Pull out each line of the data that includes the word "enabled".
** Dataset records follows **
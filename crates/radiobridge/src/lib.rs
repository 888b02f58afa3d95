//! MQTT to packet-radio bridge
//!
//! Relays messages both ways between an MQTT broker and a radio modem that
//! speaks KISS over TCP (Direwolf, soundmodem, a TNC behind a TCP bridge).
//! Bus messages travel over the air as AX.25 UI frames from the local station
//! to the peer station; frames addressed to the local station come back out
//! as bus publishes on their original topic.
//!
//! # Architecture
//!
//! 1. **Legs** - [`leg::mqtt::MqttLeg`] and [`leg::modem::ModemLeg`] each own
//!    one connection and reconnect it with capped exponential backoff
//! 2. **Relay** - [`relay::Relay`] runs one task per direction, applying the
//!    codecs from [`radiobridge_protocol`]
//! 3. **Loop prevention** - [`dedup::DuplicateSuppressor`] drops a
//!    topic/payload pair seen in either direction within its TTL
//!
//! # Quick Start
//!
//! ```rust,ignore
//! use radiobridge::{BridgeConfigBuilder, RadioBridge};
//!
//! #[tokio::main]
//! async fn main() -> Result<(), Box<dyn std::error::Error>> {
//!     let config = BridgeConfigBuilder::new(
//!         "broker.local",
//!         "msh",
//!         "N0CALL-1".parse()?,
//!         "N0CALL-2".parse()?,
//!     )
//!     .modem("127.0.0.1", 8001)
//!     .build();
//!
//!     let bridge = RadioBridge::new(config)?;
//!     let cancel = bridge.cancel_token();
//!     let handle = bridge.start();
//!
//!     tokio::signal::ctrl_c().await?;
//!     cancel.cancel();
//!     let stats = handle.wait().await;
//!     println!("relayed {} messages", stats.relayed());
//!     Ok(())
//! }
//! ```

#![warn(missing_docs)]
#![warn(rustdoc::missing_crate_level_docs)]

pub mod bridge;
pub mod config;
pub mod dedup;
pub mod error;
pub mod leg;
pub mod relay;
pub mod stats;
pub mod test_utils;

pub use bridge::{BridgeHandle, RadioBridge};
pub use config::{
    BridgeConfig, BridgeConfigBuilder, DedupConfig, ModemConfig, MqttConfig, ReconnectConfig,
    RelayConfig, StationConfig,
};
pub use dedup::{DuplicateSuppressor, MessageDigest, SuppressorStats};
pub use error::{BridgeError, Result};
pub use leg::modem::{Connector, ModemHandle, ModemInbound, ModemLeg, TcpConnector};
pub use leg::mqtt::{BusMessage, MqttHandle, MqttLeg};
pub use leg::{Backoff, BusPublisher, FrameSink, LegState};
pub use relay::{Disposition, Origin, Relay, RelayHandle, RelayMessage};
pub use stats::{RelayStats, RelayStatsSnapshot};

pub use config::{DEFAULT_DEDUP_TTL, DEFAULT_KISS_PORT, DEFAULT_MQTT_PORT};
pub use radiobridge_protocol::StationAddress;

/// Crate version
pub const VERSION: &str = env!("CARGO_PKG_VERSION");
** End of Dataset records **
** Dataset records follows **
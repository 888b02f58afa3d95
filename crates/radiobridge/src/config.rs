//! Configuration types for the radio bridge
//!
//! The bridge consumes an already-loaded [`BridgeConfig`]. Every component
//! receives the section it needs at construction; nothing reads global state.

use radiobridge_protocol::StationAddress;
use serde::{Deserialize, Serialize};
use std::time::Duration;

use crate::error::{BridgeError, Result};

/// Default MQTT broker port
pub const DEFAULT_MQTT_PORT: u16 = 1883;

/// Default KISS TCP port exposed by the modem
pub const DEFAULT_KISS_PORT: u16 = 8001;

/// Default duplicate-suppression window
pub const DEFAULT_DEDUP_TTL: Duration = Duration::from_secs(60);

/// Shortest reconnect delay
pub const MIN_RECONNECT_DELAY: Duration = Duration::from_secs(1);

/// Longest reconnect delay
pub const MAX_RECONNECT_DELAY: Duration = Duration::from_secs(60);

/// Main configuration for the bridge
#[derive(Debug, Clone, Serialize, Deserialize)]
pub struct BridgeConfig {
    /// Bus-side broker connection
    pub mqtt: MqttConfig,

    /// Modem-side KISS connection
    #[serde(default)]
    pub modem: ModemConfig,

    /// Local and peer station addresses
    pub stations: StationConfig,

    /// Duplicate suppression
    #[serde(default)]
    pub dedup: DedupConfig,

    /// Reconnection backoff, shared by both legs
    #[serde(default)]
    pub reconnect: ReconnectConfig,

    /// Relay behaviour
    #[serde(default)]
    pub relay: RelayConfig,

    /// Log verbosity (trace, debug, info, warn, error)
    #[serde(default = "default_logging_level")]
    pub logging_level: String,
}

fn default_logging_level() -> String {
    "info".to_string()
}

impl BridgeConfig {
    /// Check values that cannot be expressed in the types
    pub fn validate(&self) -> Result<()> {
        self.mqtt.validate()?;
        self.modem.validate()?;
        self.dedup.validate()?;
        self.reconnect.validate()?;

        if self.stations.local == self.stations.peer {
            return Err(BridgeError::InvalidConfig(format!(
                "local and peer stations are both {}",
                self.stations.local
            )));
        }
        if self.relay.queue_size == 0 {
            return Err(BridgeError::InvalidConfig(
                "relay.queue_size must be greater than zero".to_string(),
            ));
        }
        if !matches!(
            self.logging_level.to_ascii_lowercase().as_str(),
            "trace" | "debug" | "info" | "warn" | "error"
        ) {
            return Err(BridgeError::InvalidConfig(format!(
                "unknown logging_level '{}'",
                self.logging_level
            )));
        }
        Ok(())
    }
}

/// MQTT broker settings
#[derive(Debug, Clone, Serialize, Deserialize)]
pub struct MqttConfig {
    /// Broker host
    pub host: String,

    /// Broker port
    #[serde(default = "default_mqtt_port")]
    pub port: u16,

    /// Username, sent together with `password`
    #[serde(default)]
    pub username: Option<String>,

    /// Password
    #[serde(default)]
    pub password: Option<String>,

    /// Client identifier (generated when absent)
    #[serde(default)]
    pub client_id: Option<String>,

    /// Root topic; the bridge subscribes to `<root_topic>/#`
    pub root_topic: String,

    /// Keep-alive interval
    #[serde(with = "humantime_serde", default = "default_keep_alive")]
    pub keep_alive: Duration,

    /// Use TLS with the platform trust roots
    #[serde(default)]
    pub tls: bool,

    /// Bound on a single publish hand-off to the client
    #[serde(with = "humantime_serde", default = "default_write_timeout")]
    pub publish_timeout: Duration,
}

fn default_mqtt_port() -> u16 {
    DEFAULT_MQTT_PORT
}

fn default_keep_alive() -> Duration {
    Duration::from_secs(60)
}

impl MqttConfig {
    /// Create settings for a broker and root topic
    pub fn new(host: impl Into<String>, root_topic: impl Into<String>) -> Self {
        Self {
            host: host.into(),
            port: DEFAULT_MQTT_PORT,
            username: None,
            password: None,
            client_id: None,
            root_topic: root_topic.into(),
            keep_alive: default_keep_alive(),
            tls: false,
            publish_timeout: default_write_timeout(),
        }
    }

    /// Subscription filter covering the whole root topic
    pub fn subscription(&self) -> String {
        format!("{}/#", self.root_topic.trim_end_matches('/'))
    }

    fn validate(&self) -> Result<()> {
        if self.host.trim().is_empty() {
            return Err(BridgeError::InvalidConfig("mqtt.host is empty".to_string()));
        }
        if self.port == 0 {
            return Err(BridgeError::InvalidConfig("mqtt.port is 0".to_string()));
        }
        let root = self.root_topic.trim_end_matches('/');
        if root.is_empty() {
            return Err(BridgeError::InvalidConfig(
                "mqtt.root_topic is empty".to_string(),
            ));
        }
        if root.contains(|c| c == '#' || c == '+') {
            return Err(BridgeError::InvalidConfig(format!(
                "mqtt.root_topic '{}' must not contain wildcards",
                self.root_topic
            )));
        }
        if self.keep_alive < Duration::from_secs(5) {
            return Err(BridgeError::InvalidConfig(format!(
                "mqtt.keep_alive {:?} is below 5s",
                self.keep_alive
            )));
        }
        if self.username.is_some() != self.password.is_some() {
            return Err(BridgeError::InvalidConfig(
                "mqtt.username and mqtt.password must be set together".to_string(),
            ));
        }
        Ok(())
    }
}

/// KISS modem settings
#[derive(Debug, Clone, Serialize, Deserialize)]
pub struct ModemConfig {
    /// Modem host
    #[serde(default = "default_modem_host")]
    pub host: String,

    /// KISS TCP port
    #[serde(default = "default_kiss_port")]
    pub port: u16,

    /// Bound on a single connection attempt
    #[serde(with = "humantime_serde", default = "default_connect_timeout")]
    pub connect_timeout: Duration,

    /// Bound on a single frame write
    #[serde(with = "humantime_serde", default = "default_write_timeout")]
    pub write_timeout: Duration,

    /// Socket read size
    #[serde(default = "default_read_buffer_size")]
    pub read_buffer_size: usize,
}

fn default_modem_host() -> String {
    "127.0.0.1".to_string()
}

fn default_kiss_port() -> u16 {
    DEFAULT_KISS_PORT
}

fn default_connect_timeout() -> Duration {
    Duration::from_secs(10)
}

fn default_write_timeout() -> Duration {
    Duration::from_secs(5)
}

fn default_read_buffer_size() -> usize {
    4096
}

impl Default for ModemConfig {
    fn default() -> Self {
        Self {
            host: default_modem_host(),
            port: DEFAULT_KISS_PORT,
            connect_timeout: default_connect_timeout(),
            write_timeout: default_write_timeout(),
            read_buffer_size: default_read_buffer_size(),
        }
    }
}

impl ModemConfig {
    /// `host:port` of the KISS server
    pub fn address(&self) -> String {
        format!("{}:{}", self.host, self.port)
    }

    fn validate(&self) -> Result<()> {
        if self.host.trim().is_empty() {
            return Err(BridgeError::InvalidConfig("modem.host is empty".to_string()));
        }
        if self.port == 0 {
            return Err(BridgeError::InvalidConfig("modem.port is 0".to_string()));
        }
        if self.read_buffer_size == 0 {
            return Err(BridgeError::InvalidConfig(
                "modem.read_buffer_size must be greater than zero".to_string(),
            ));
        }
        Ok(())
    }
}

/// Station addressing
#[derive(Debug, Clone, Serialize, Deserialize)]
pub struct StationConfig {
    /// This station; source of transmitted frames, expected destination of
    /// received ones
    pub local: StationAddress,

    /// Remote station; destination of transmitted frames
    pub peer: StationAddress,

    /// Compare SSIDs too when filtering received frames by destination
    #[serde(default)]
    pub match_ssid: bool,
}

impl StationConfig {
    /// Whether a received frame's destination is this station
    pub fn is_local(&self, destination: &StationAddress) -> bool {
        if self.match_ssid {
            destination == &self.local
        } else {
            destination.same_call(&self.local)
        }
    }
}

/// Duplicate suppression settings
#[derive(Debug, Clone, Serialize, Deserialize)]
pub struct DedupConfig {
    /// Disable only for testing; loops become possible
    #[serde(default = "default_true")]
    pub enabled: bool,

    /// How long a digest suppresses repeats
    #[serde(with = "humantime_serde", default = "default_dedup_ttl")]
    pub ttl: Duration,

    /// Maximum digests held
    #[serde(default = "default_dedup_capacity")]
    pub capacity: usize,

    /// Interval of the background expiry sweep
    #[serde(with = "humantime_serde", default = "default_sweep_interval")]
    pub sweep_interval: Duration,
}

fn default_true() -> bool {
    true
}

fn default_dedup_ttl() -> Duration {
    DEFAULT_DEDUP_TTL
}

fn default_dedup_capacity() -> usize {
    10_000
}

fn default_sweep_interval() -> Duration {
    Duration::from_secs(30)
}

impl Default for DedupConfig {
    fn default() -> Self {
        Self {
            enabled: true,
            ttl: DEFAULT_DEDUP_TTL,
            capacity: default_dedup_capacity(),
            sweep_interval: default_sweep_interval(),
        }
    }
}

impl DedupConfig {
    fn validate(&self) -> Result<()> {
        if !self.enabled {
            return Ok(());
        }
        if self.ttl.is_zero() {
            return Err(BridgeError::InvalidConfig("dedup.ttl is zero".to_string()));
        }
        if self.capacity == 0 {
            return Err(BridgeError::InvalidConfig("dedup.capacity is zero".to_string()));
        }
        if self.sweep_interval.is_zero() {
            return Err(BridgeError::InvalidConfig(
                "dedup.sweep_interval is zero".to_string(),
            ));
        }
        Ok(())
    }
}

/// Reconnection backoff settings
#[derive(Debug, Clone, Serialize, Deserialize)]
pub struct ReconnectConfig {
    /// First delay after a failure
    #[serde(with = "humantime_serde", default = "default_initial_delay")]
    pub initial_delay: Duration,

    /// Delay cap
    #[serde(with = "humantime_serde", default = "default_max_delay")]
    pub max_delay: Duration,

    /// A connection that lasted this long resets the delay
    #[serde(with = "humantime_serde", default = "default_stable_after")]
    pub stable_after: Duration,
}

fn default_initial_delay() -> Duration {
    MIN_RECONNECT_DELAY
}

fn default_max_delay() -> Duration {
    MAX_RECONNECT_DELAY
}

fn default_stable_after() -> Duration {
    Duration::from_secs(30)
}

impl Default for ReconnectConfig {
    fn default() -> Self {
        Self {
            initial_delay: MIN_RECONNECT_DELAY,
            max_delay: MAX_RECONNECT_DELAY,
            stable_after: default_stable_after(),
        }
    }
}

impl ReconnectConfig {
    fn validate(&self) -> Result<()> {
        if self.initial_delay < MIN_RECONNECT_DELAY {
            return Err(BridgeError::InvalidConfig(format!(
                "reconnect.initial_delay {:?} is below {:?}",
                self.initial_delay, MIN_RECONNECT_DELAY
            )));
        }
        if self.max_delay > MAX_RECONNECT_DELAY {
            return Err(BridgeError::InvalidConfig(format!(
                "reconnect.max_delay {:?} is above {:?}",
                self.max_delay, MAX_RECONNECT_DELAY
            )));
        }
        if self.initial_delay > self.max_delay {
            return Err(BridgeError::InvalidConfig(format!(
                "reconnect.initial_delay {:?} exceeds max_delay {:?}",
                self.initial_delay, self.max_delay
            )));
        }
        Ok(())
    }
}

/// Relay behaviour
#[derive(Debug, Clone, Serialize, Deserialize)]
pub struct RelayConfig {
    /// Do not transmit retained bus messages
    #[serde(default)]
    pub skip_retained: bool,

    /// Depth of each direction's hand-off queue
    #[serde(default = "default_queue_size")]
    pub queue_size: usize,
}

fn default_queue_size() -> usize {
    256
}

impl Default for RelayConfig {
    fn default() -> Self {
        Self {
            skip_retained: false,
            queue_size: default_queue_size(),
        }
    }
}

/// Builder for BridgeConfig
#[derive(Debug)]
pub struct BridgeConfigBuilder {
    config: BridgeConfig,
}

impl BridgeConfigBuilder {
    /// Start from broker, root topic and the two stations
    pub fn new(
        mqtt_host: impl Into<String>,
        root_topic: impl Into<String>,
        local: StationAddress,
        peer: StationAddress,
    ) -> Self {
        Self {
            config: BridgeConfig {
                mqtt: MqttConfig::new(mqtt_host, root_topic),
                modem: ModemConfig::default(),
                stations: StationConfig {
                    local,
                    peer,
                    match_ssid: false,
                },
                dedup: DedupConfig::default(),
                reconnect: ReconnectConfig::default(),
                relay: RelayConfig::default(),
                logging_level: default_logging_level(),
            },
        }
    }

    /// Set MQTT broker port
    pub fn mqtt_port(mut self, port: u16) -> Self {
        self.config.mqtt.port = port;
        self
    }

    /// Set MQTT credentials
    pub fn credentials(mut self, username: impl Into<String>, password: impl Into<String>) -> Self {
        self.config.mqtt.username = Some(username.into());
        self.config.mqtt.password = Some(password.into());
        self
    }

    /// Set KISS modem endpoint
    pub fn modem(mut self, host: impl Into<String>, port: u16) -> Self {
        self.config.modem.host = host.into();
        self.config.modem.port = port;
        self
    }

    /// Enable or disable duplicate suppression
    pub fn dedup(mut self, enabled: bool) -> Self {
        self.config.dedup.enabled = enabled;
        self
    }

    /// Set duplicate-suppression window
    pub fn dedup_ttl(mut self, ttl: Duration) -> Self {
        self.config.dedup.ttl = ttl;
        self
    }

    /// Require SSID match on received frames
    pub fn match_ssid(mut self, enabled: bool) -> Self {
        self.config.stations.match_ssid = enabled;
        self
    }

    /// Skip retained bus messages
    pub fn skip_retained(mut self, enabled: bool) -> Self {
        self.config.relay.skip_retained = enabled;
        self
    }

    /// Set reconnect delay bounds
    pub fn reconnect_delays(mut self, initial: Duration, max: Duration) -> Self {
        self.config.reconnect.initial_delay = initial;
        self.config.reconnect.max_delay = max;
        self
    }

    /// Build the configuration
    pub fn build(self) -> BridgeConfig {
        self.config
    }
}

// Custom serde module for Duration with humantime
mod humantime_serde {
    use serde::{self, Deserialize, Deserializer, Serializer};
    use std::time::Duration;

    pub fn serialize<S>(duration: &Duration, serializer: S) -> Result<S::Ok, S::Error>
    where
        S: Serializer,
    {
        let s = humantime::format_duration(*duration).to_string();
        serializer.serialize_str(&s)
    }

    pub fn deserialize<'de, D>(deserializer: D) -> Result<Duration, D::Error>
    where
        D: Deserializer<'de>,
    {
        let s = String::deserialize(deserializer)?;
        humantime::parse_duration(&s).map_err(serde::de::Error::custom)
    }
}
** End of Dataset records **
#### Solution to this exercise:
    pub enabled: bool,
            enabled: true,
        if !self.enabled {
    pub fn dedup(mut self, enabled: bool) -> Self {
        self.config.dedup.enabled = enabled;
    pub fn match_ssid(mut self, enabled: bool) -> Self {
        self.config.stations.match_ssid = enabled;
    pub fn skip_retained(mut self, enabled: bool) -> Self {
        self.config.relay.skip_retained = enabled;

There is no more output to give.